PREMIERE approche: Le désert comme décor de « fond » ou lieu de vie 

1. Sept chants de la toundra (un film de Markku Lehmuskallio, 2000, consacré aux Nénets, peuple proche des Inuits, disséminés dans les régions polaires du nord-ouest de la Sibérie) 

Il n'y a guère que "La fiancée" qui peut rentrer dans le thème. Il s'agit donc d'une histoire de jeune fille qui refuse le prétendant qu'on lui propose au profit de 3 domestiques de sa mère. Et bien sûr ça tourne mal. L'essentiel de ce récit donne lieu à des prises de vue d'un "désert" enneigé où les protagonistes se meuvent très à l'aise car c'est leur milieu naturel. C'est donc bien le désert comme décor de fond, et là c'est un désert froid. On entend le bruit du vent, les pas sur la neige. On voit des horizons à l'infini. Le désert est un espace que l'on parcourt. 

2. La prisonnière du désert (un film de John Ford 1956) 

Le plus beau western de John Ford, tourné dans les décors naturels de Monument Valley, haut lieu des religions indiennes, situé dans l’Arizona.
Plateaux et plaines désertiques s’étendent jusqu’au Mexique. Les héros du film errent dans tout le pays à la poursuite des Comanches. 
C’est une terre désertique mais grandiose. C’est le paysage classique du western. Mais c’est l’aspect territorial qui nous intéresse, l’enjeu de toutes les guerres entre blancs et indiens. (2 cultures, 2 identités). 

Dans ce décor chevauchent les deux peuples ennemis. Les indiens surgissent des rochers, ils escortent les blancs qui vont leur échapper, sur une musique inspirée des rythmes peaux-rouges. Mais avant ça, l’image, la première que Ford nous offre de ce désert, au tout début du film : Le passage du noir absolu à la lumière éclatante de l’extérieur : un lent travelling suit une silhouette qui ouvre la porte et laisse découvrir un paysage saturé de soleil… Ce passage d’un lieu obscur et rassurant à la « sauvagerie » extérieure se retrouve à plusieurs reprises dans le scénario du film : les grottes où vont se retrouve à plusieurs reprises dans le scénario du film : les grottes où vont se cacher les fugitifs et dans la dernière image, en rappel de la première.
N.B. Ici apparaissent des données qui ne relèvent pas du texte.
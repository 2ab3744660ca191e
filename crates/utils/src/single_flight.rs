//! Single-flight execution guard
//!
//! At most one guarded operation runs at a time. A second caller arriving
//! while one is in flight is turned away immediately with
//! [`GuardOutcome::Skipped`]; it is never queued.

use std::future::Future;
use std::sync::atomic::{AtomicBool, Ordering};

/// Result of [`SingleFlight::run_guarded`]
#[derive(Debug, Clone, PartialEq, Eq)]
#[must_use]
pub enum GuardOutcome<T> {
    /// The operation ran and produced a value
    Executed(T),
    /// Another operation was in flight; nothing ran
    Skipped,
}

impl<T> GuardOutcome<T> {
    pub fn is_executed(&self) -> bool {
        matches!(self, GuardOutcome::Executed(_))
    }

    pub fn is_skipped(&self) -> bool {
        matches!(self, GuardOutcome::Skipped)
    }

    pub fn into_option(self) -> Option<T> {
        match self {
            GuardOutcome::Executed(value) => Some(value),
            GuardOutcome::Skipped => None,
        }
    }
}

/// Two-state guard: `Idle` or `InFlight`
#[derive(Debug, Default)]
pub struct SingleFlight {
    in_flight: AtomicBool,
}

impl SingleFlight {
    pub const fn new() -> Self {
        Self {
            in_flight: AtomicBool::new(false),
        }
    }

    /// Move from `Idle` to `InFlight`. Returns false if already in flight.
    pub fn try_enter(&self) -> bool {
        self.in_flight
            .compare_exchange(false, true, Ordering::AcqRel, Ordering::Acquire)
            .is_ok()
    }

    /// Return to `Idle`. A no-op when already idle.
    pub fn leave(&self) {
        self.in_flight.store(false, Ordering::Release);
    }

    pub fn is_in_flight(&self) -> bool {
        self.in_flight.load(Ordering::Acquire)
    }

    /// Enter the guard and get a permit that leaves on drop
    pub fn try_acquire(&self) -> Option<FlightPermit<'_>> {
        self.try_enter().then_some(FlightPermit { guard: self })
    }

    /// Run `operation` unless another guarded run is in flight.
    ///
    /// The guard is released exactly once after the operation settles,
    /// including when it panics or the returned future is dropped early.
    /// Errors carried in `T` reach the caller untouched.
    pub async fn run_guarded<F, Fut, T>(&self, operation: F) -> GuardOutcome<T>
    where
        F: FnOnce() -> Fut,
        Fut: Future<Output = T>,
    {
        let Some(_permit) = self.try_acquire() else {
            tracing::debug!("guarded operation already in flight, skipping");
            return GuardOutcome::Skipped;
        };
        GuardOutcome::Executed(operation().await)
    }
}

/// Held while a guarded operation runs
#[derive(Debug)]
pub struct FlightPermit<'a> {
    guard: &'a SingleFlight,
}

impl Drop for FlightPermit<'_> {
    fn drop(&mut self) {
        self.guard.leave();
    }
}
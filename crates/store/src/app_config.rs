//! HTTP client for the configuration store

use crate::auth::TokenProvider;
use crate::http::{build_client, error_message, retry_after, transport_error};
use crate::traits::ConfigStore;
use appenv_core::{
    constants::{CONFIG_STORE_API_VERSION, NULL_LABEL},
    BackingService, Error, Result, StoreEntry,
};
use appenv_utils::{retry, RetryConfig};
use async_trait::async_trait;
use reqwest::{Client, StatusCode};
use serde::Deserialize;
use std::sync::Arc;
use std::time::Duration;
use url::Url;

/// Key-value document returned by `GET /kv/{key}`
#[derive(Debug, Deserialize)]
struct KeyValueResponse {
    key: String,
    #[serde(default)]
    value: Option<String>,
    #[serde(default)]
    content_type: Option<String>,
}

impl From<KeyValueResponse> for StoreEntry {
    fn from(kv: KeyValueResponse) -> Self {
        StoreEntry {
            key: kv.key,
            value: kv.value,
            content_type: kv.content_type,
        }
    }
}

/// Fetches entries from a configuration store over HTTP
pub struct AppConfigClient {
    endpoint: Url,
    client: Client,
    auth: Arc<dyn TokenProvider>,
    retry: RetryConfig,
    timeout: Duration,
}

impl AppConfigClient {
    pub fn new(endpoint: Url, auth: Arc<dyn TokenProvider>, timeout: Duration) -> Result<Self> {
        Ok(Self {
            endpoint,
            client: build_client(timeout)?,
            auth,
            retry: RetryConfig::default(),
            timeout,
        })
    }

    #[must_use]
    pub fn with_retry(mut self, retry: RetryConfig) -> Self {
        self.retry = retry;
        self
    }

    pub fn endpoint(&self) -> &Url {
        &self.endpoint
    }

    /// `{endpoint}/kv/{key}?label=...&api-version=...`
    fn entry_url(&self, key: &str, label: &str) -> Result<Url> {
        let mut url = self.endpoint.clone();
        url.path_segments_mut()
            .map_err(|_| {
                Error::configuration(format!(
                    "endpoint '{}' cannot be used as a base URL",
                    self.endpoint
                ))
            })?
            .pop_if_empty()
            .push("kv")
            .push(key);
        let label = if label.is_empty() { NULL_LABEL } else { label };
        url.query_pairs_mut()
            .append_pair("label", label)
            .append_pair("api-version", CONFIG_STORE_API_VERSION);
        Ok(url)
    }

    async fn fetch_once(&self, key: &str, label: &str) -> Result<StoreEntry> {
        let url = self.entry_url(key, label)?;
        let authorization = self.auth.authorization().await?;

        let response = self
            .client
            .get(url.clone())
            .header("Authorization", authorization)
            .header("Accept", "application/vnd.microsoft.appconfig.kv+json")
            .send()
            .await
            .map_err(|e| transport_error(e, url.as_str(), self.timeout))?;

        let status = response.status();
        let hint = retry_after(response.headers());

        if status.is_success() {
            let kv: KeyValueResponse = response.json().await.map_err(|e| {
                Error::store_fetch(key, label, None, format!("invalid response body: {e}"))
            })?;
            return Ok(kv.into());
        }

        if status == StatusCode::TOO_MANY_REQUESTS {
            return Err(Error::rate_limited(BackingService::ConfigStore, hint));
        }

        let body = response.text().await.unwrap_or_default();
        Err(
            Error::store_fetch(key, label, Some(status.as_u16()), error_message(status, &body))
                .with_retry_after(hint),
        )
    }
}

#[async_trait]
impl ConfigStore for AppConfigClient {
    async fn fetch_entry(&self, key: &str, label: &str) -> Result<StoreEntry> {
        tracing::debug!(key, label, "fetching entry");
        retry(&self.retry, || self.fetch_once(key, label)).await
    }
}
//! Core error type definitions

use std::fmt;
use std::path::PathBuf;
use std::time::Duration;

/// Result type alias for appenv operations
pub type Result<T> = std::result::Result<T, Error>;

/// The backing service an error originated from
#[derive(Debug, Clone, Copy, PartialEq, Eq, Hash)]
pub enum BackingService {
    ConfigStore,
    SecretStore,
}

impl BackingService {
    pub fn as_str(&self) -> &'static str {
        match self {
            BackingService::ConfigStore => "config_store",
            BackingService::SecretStore => "secret_store",
        }
    }
}

impl fmt::Display for BackingService {
    fn fmt(&self, f: &mut fmt::Formatter<'_>) -> fmt::Result {
        f.write_str(self.as_str())
    }
}

/// Why a stored secret reference could not be understood
#[derive(Debug, Clone, Copy, PartialEq, Eq, Hash)]
pub enum MalformedReason {
    /// The stored value is not a JSON document
    InvalidJson,
    /// The JSON document has no usable `uri` field
    MissingUri,
    /// The `uri` does not address a secret
    InvalidUri,
}

impl MalformedReason {
    pub fn as_str(&self) -> &'static str {
        match self {
            MalformedReason::InvalidJson => "invalid_json",
            MalformedReason::MissingUri => "missing_uri",
            MalformedReason::InvalidUri => "invalid_uri",
        }
    }
}

impl fmt::Display for MalformedReason {
    fn fmt(&self, f: &mut fmt::Formatter<'_>) -> fmt::Result {
        f.write_str(self.as_str())
    }
}

/// Core error type for appenv operations
#[derive(Debug, thiserror::Error)]
pub enum Error {
    /// The configuration store could not return an entry
    #[error("failed to fetch '{key}' (label '{label}') from the configuration store{}: {message}", format_status(.status))]
    StoreFetch {
        key: String,
        label: String,
        status: Option<u16>,
        message: String,
        retry_after: Option<Duration>,
    },

    /// The secret store could not resolve a reference
    #[error("failed to resolve secret '{uri}'{}: {message}", format_status(.status))]
    SecretResolution {
        uri: String,
        status: Option<u16>,
        message: String,
        retry_after: Option<Duration>,
    },

    /// A stored secret indirection could not be parsed.
    ///
    /// The raw value is kept for diagnostics but never rendered.
    #[error("malformed secret reference ({reason})")]
    MalformedReference {
        raw_value: String,
        reason: MalformedReason,
    },

    /// A backing service asked us to slow down
    #[error("{service} rate limited the request{}", format_retry_after(.retry_after))]
    RateLimited {
        service: BackingService,
        retry_after: Option<Duration>,
    },

    /// Configuration errors
    #[error("configuration error: {message}")]
    Configuration { message: String },

    /// Environment variable related errors
    #[error("environment variable '{variable}' error: {message}")]
    Environment { variable: String, message: String },

    /// File system operations
    #[error("file system {operation} operation failed for '{path}': {source}")]
    FileSystem {
        path: PathBuf,
        operation: String,
        #[source]
        source: std::io::Error,
    },

    /// JSON serialization/deserialization errors
    #[error("JSON error: {message}")]
    Json {
        message: String,
        #[source]
        source: serde_json::Error,
    },

    /// Network-related errors
    #[error("network error for '{endpoint}': {message}")]
    Network { endpoint: String, message: String },

    /// Operation timeout errors
    #[error("operation '{operation}' timed out after {duration:?}")]
    Timeout {
        operation: String,
        duration: Duration,
    },
}

fn format_status(status: &Option<u16>) -> String {
    match status {
        Some(code) => format!(" (status {code})"),
        None => String::new(),
    }
}

fn format_retry_after(retry_after: &Option<Duration>) -> String {
    match retry_after {
        Some(delay) => format!(", retry after {delay:?}"),
        None => String::new(),
    }
}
Lorsque tout le monde rentre à la maison, seul Ethan, vu de l’intérieur dans l’encadrement de la porte s’enfonce dans le paysage d’où il est arrivé – léger ralenti dans la démarche, déhanchement, force verticale sur l’horizon du désert – la porte se referme et le noir envahit l’écran.

3. La captive du désert (un film de Raymond Depardon 1989) 

Le désert est évidemment omniprésent de bout en bout dans ce film. Mais il n'est pas qu'un décor. Il est un lieu de vie pour les indigènes de la caravane mais aussi pour Françoise Claustres. Ce film illustre parfaitement le thème "des hommes vivent dans le désert". Et ce lieu de vie est naturel pour eux. Pas d'extrait à montrer. 

4. Lawrence d’Arabie (un film de David Lean - Musique de Michel Jarre - 1962) 

Des paysages à "perte de vue": chaque fois qu'un personnage approche, on le voit de très loin comme un point minuscule avec même l'impression qu'il "flotte" sur l'horizon, lorsqu'il se rapproche. Plus loin lors d'un échange avec Fayçal sous sa tente, Lawrence comparera le désert à une mer que les rames ne pénètrent pas : "Le désert est un océan où l'aviron ne s'enfonce pas. Et sur cet océan le bédouin va où il lui plait et il frappe quand il lui plait. C'est ainsi que le bédouin s'est toujours battu". 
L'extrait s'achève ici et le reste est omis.